In the second quarter of 2011, the volume of outstanding commercial and multifamily mortgage debt increased by 0.1% marking the first quarterly increase since the third quarter of 2009, according to the Mortgage Bankers Association.

As expected, the level of mortgage debt held and insured by life insurance companies, Fannie Mae, Freddie Mac and FHA increased enough to outpace a decline in debt among banks, thrifts and commercial mortgage-backed security issues, said MBA’s vice president of commercial real estate research, Jamie Woodwell.

During the quarter the amount of commercial/multifamily mortgage debt outstanding reached $2.4 trillion, up $3.5 billion compared to the first quarter.

With an increase of $4 billion, or 1.5%, life insurance companies saw the largest increase in dollar terms in their holdings of commercial and multifamily mortgage debt in the second quarter.

Agency and GSE portfolios, along with MBS, reported a 1% increase that equals $4 billion in holdings of commercial and multifamily mortgages.

Real estate investment trusts emerged as the market segment with the highest growth reporting the largest increase in their holdings of commercial and multifamily mortgages at 8%.

Multifamily mortgage debt outstanding rose to $802 billion, up $3.9 billion, or 0.5%, from the first quarter.

For the first time in a year-and-a-half, new commercial and multifamily mortgage originations outpaced the paying off and paying down of existing loans, Woodwell said.

Commercial banks, CMBS, CDO and other ABS issues, finance companies, the household sector and non-financial corporate business all decreased their holdings.
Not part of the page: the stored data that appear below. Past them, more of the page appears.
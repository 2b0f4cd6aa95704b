//! Hard Matcher — exact and fuzzy lexical evidence for each requirement.
//!
//! Both passes compare folded keys (see `normalizer::fold`), so matching is
//! case- and separator-insensitive. Exact dominates: a requirement with an
//! exact hit never gets a Fuzzy signal.

use strsim::normalized_levenshtein;

use crate::analysis::models::{MatchSignal, NormalizedDocument, Requirement, Sentence};
use crate::analysis::normalizer::{fold_tokens, tokenize};

/// Folded forms shorter than this are too ambiguous to fuzzy-match ("sql" vs "sq").
const MIN_FUZZY_CHARS: usize = 4;

struct SurfaceForm {
    key: String,
    words: usize,
}

fn surface_forms(requirement: &Requirement) -> Vec<SurfaceForm> {
    requirement
        .surface_forms()
        .map(|form| {
            let tokens = tokenize(form);
            SurfaceForm {
                key: fold_tokens(&tokens),
                words: tokens.len().max(1),
            }
        })
        .filter(|form| !form.key.is_empty())
        .collect()
}

/// One signal per requirement with lexical evidence, in requirement order.
pub fn hard_match(
    resume: &NormalizedDocument,
    requirements: &[Requirement],
    fuzzy_threshold: f32,
) -> Vec<MatchSignal> {
    let sentences: Vec<&Sentence> = resume.sentences().collect();

    requirements
        .iter()
        .filter_map(|requirement| {
            let forms = surface_forms(requirement);
            if let Some(evidence) = find_exact(&sentences, &forms) {
                return Some(MatchSignal::exact(requirement.clone(), Some(evidence)));
            }
            find_fuzzy(&sentences, &forms, fuzzy_threshold).map(|(similarity, evidence)| {
                MatchSignal::fuzzy(requirement.clone(), similarity, Some(evidence))
            })
        })
        .collect()
}

/// True when the requirement has an exact hit in the resume.
pub fn has_exact_match(resume: &NormalizedDocument, requirement: &Requirement) -> bool {
    let sentences: Vec<&Sentence> = resume.sentences().collect();
    find_exact(&sentences, &surface_forms(requirement)).is_some()
}

/// Returns the first sentence containing any form as a token phrase.
fn find_exact(sentences: &[&Sentence], forms: &[SurfaceForm]) -> Option<String> {
    let max_window = forms.iter().map(|f| f.words + 1).max()?;

    sentences.iter().find_map(|sentence| {
        let tokens = &sentence.tokens;
        (1..=max_window.min(tokens.len())).find_map(|len| {
            tokens.windows(len).find_map(|window| {
                let key = fold_tokens(window);
                forms
                    .iter()
                    .any(|f| f.key == key)
                    .then(|| sentence.text.clone())
            })
        })
    })
}

/// Best normalized Levenshtein similarity between any form and any resume
/// n-gram of comparable length, if it clears the threshold.
fn find_fuzzy(
    sentences: &[&Sentence],
    forms: &[SurfaceForm],
    threshold: f32,
) -> Option<(f32, String)> {
    let mut best: Option<(f32, String)> = None;

    for form in forms.iter().filter(|f| f.key.chars().count() >= MIN_FUZZY_CHARS) {
        let form_len = form.key.chars().count();
        let min_words = form.words.saturating_sub(1).max(1);

        for sentence in sentences {
            for len in min_words..=form.words + 1 {
                for window in sentence.tokens.windows(len) {
                    let key = fold_tokens(window);
                    // Length gap alone already rules the pair out.
                    if (similarity_ceiling(form_len, key.chars().count()) as f32) < threshold {
                        continue;
                    }

                    let similarity = normalized_levenshtein(&form.key, &key) as f32;
                    if similarity >= threshold
                        && best.as_ref().map_or(true, |(b, _)| similarity > *b)
                    {
                        best = Some((similarity, window.join(" ")));
                    }
                }
            }
        }
    }

    best
}

/// Highest normalized Levenshtein similarity two strings of these lengths
/// can reach, computed the way `strsim` computes the similarity itself.
fn similarity_ceiling(a: usize, b: usize) -> f64 {
    let longest = a.max(b);
    if longest == 0 {
        return 1.0;
    }
    1.0 - a.abs_diff(b) as f64 / longest as f64
}

#[cfg(test)]
mod tests {
    use super::*;
    use crate::analysis::models::{DocumentKind, MatchMethod, RequirementKind};
    use crate::analysis::normalizer::normalize;
    use std::collections::BTreeSet;

    fn requirement(name: &str, synonyms: &[&str]) -> Requirement {
        Requirement {
            kind: RequirementKind::MustHave,
            skill_name: name.to_string(),
            synonyms: synonyms.iter().map(|s| s.to_string()).collect::<BTreeSet<_>>(),
            min_experience_years: None,
        }
    }

    fn resume(text: &str) -> NormalizedDocument {
        normalize(text, DocumentKind::Resume).unwrap()
    }

    #[test]
    fn test_exact_match_any_separator() {
        let req = requirement("nodejs", &["node.js"]);
        for text in ["Built services in Node JS", "node.js APIs", "NodeJS", "NODE.JS daily"] {
            let signals = hard_match(&resume(text), &[req.clone()], 0.8);
            assert_eq!(signals.len(), 1, "{text}");
            assert_eq!(signals[0].method(), MatchMethod::Exact);
            assert_eq!(signals[0].confidence(), 1.0);
        }
    }

    #[test]
    fn test_exact_via_synonym_carries_sentence_evidence() {
        let req = requirement("kubernetes", &["k8s"]);
        let signals = hard_match(&resume("Skills\nDeployed on K8s clusters."), &[req], 0.8);
        assert_eq!(signals[0].method(), MatchMethod::Exact);
        assert_eq!(signals[0].evidence(), Some("Deployed on K8s clusters."));
    }

    #[test]
    fn test_exact_dominates_fuzzy() {
        let req = requirement("python", &[]);
        let signals = hard_match(&resume("Pythn scripts. Python services."), &[req], 0.8);
        assert_eq!(signals.len(), 1);
        assert_eq!(signals[0].method(), MatchMethod::Exact);
    }

    #[test]
    fn test_fuzzy_match_on_typo() {
        let req = requirement("kubernetes", &[]);
        let signals = hard_match(&resume("Operated Kubernets in production"), &[req], 0.8);
        assert_eq!(signals.len(), 1);
        assert_eq!(signals[0].method(), MatchMethod::Fuzzy);
        assert!((signals[0].confidence() - 0.9).abs() < 1e-6);
        assert_eq!(signals[0].evidence(), Some("kubernets"));
    }

    #[test]
    fn test_fuzzy_respects_threshold() {
        let req = requirement("kubernetes", &[]);
        assert!(hard_match(&resume("Operated Kubernets"), &[req.clone()], 0.95).is_empty());
        assert_eq!(hard_match(&resume("Operated Kubernets"), &[req], 0.85).len(), 1);
    }

    #[test]
    fn test_fuzzy_accepts_similarity_equal_to_threshold() {
        let req = requirement("rust", &[]);
        let signals = hard_match(&resume("Built tools in Rustc daily"), &[req], 0.8);
        assert_eq!(signals.len(), 1);
        assert_eq!(signals[0].method(), MatchMethod::Fuzzy);
        assert_eq!(signals[0].confidence(), 0.8);
        assert_eq!(signals[0].evidence(), Some("rustc"));
    }

    #[test]
    fn test_similarity_ceiling_matches_length_gap() {
        assert_eq!(similarity_ceiling(4, 5) as f32, 0.8);
        assert_eq!(similarity_ceiling(0, 0), 1.0);
        assert!(similarity_ceiling(4, 10) < 0.8);
    }

    #[test]
    fn test_short_forms_are_never_fuzzy() {
        let req = requirement("sql", &[]);
        assert!(hard_match(&resume("Wrote sq1 queries with mysql"), &[req], 0.5).is_empty());
    }

    #[test]
    fn test_slashed_skills_match_both_ways() {
        let reqs = vec![
            requirement("python", &[]),
            requirement("sql", &[]),
            requirement("ci/cd", &[]),
        ];
        let signals = hard_match(&resume("Python/SQL reporting. Owned the CI/CD setup."), &reqs, 0.8);
        assert_eq!(signals.len(), 3);
        assert!(signals.iter().all(|s| s.method() == MatchMethod::Exact));
    }

    #[test]
    fn test_substring_is_not_exact() {
        let java = requirement("java", &[]);
        let signals = hard_match(&resume("JavaScript and TypeScript"), &[java], 0.8);
        assert!(signals.is_empty());
    }

    #[test]
    fn test_has_exact_match_ignores_fuzzy_hits() {
        let doc = resume("Operated Kubernets and Docker");
        assert!(has_exact_match(&doc, &requirement("docker", &[])));
        assert!(!has_exact_match(&doc, &requirement("kubernetes", &[])));
    }

    #[test]
    fn test_signals_follow_requirement_order_and_skip_unmatched() {
        let reqs = vec![
            requirement("docker", &[]),
            requirement("python", &[]),
            requirement("rust", &[]),
        ];
        let signals = hard_match(&resume("Python and Rust"), &reqs, 0.8);
        let names: Vec<&str> = signals.iter().map(|s| s.requirement().skill_name.as_str()).collect();
        assert_eq!(names, vec!["python", "rust"]);
    }
}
The household sector saw a 7% decrease in holdings. At $792 billion, or 33% of the total, commercial banks continue to hold the largest share of commercial/multifamily mortgages.

The MBA maintains that changes in its reporting of commercial and multifamily mortgage debt outstanding that now excludes loans for acquisition, development and construction and loans collateralized by owner-occupied commercial properties has helped “more accurately” reflect the balance of loans supported by office buildings, retail centers, apartment buildings and other income-producing properties that rely on rents and leases to make their payments.
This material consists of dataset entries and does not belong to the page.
use axum::{extract::State, Json};
use serde_json::{json, Value};

use crate::state::AppState;

/// GET /health
/// Returns a simple status object with service version and provider backends.
pub async fn health_handler(State(state): State<AppState>) -> Json<Value> {
    Json(json!({
        "status": "ok",
        "version": env!("CARGO_PKG_VERSION"),
        "service": "relevance-api",
        "similarity_provider": state.engine.provider_name(),
        "feedback_provider": state.engine.feedback_provider_name(),
        "max_concurrent_evaluations": state.config.max_concurrent_evaluations,
    }))
}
The analysis summarizes the holdings of loans or, if the loans are securitized, the form of the security including collateralized debt obligations and other asset-backed securities for which the security issues and trustees hold the note.

CMBS, CDO and other ABS issues are the second largest holders of commercial and multifamily mortgages with $617 billion, or 26% of the total.

Multifamily mortgages, agency and GSE portfolios and MBS represent the largest share, with $332 billion, or 41% of the total multifamily debt outstanding. Banks and thrifts come second with $216 billion, or 27% of the total; CMBS, CDO and other ABS issues hold $96 billion, or 12%; state and local governments hold $73 billion, or 9%; life insurance companies hold $48 billion, or 6%; and the federal government holds $14 billion, or 2% of the total.

The multifamily mortgage debt outstanding between the first quarter and second quarter increased 0.5%, or $4 billion.

At $4 billion agency and GSE portfolios and MBS saw the largest increase in their holdings’ volume of multifamily mortgage debt, followed by a $1 billion increase in holdings of multifamily mortgage debt by commercial banks, and $701 million by life insurance companies. CMBS, CDO and other ABS issues saw the biggest decrease in their holdings of multifamily mortgage debt, by $1.6 billion, or 1.6%.